### Problem requirements
Go through the entries below and give the number of lines that have the string "MovingAverageSet", and only that.

____ Records supplied

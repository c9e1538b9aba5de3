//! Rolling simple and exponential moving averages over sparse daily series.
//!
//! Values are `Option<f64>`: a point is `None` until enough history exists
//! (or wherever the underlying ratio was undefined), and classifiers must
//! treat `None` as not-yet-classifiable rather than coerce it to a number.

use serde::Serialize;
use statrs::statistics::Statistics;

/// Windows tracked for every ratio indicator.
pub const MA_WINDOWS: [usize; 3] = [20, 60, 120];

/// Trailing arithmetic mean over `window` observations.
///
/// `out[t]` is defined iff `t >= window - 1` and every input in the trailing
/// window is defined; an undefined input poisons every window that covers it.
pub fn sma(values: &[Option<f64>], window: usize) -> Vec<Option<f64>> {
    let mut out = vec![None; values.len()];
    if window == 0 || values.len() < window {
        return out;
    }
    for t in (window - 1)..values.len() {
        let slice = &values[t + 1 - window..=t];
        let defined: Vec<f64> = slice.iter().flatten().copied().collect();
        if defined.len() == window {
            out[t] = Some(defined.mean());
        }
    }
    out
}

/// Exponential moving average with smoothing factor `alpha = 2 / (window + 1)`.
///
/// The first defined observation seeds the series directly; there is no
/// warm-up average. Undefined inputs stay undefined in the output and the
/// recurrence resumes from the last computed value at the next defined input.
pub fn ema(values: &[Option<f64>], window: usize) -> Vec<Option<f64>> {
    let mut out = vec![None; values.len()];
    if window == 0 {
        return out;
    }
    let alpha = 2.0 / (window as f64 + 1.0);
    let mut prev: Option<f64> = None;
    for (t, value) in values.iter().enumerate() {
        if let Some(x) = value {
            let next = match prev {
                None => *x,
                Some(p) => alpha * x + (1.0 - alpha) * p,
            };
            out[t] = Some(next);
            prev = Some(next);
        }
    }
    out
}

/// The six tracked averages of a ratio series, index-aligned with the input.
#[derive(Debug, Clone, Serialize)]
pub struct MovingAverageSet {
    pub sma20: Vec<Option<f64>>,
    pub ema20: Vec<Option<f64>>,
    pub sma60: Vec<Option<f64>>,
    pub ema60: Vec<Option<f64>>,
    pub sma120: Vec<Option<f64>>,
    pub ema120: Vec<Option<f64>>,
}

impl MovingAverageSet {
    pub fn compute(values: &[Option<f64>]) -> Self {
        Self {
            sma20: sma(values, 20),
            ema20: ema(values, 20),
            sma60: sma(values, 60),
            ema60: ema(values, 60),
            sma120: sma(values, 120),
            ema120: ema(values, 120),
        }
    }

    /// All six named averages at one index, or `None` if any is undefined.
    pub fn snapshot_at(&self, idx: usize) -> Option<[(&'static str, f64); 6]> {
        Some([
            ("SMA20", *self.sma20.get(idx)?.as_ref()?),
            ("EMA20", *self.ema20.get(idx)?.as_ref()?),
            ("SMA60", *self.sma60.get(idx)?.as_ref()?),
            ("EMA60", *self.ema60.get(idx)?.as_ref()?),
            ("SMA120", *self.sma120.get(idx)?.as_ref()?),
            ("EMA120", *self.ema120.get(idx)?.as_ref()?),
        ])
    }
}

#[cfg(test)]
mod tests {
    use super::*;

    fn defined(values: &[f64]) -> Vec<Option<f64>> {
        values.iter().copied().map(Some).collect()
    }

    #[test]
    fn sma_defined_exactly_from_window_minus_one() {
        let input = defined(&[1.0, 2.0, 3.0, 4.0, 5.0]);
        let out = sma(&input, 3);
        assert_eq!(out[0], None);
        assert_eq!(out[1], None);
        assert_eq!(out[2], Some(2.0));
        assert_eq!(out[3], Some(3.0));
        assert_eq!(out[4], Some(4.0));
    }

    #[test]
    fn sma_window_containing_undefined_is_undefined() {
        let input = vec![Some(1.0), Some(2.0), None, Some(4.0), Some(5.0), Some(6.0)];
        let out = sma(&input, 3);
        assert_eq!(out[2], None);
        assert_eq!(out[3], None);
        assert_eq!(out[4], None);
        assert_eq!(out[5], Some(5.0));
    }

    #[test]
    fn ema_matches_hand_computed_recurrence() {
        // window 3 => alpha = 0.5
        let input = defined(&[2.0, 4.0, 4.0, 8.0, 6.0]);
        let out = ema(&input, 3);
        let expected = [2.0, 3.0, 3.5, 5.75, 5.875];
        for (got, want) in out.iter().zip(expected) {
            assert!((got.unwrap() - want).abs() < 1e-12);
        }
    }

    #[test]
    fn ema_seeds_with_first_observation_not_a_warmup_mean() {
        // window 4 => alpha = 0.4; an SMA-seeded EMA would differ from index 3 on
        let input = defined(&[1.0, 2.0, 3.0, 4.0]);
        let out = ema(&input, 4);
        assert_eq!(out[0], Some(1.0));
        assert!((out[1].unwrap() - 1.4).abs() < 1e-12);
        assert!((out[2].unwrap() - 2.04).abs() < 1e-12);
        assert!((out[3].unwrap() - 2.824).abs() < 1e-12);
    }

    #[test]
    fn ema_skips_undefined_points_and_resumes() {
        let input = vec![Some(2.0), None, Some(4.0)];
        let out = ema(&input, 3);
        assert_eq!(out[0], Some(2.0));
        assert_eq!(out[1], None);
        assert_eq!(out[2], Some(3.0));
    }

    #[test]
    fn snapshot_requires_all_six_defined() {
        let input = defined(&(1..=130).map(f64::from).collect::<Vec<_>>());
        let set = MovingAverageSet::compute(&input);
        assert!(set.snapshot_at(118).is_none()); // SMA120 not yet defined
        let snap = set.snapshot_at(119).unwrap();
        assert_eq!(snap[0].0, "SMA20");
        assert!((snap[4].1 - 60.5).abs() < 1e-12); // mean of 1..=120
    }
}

________
____ Records supplied

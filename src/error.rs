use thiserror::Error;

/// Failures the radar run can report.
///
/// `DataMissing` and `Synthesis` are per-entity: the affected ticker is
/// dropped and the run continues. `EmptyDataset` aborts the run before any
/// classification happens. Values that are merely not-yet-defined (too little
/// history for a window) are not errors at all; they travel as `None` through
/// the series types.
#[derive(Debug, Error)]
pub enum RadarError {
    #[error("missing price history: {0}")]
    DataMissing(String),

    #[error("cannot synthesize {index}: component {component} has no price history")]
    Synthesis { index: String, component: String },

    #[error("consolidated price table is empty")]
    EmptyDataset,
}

________

### Response area
3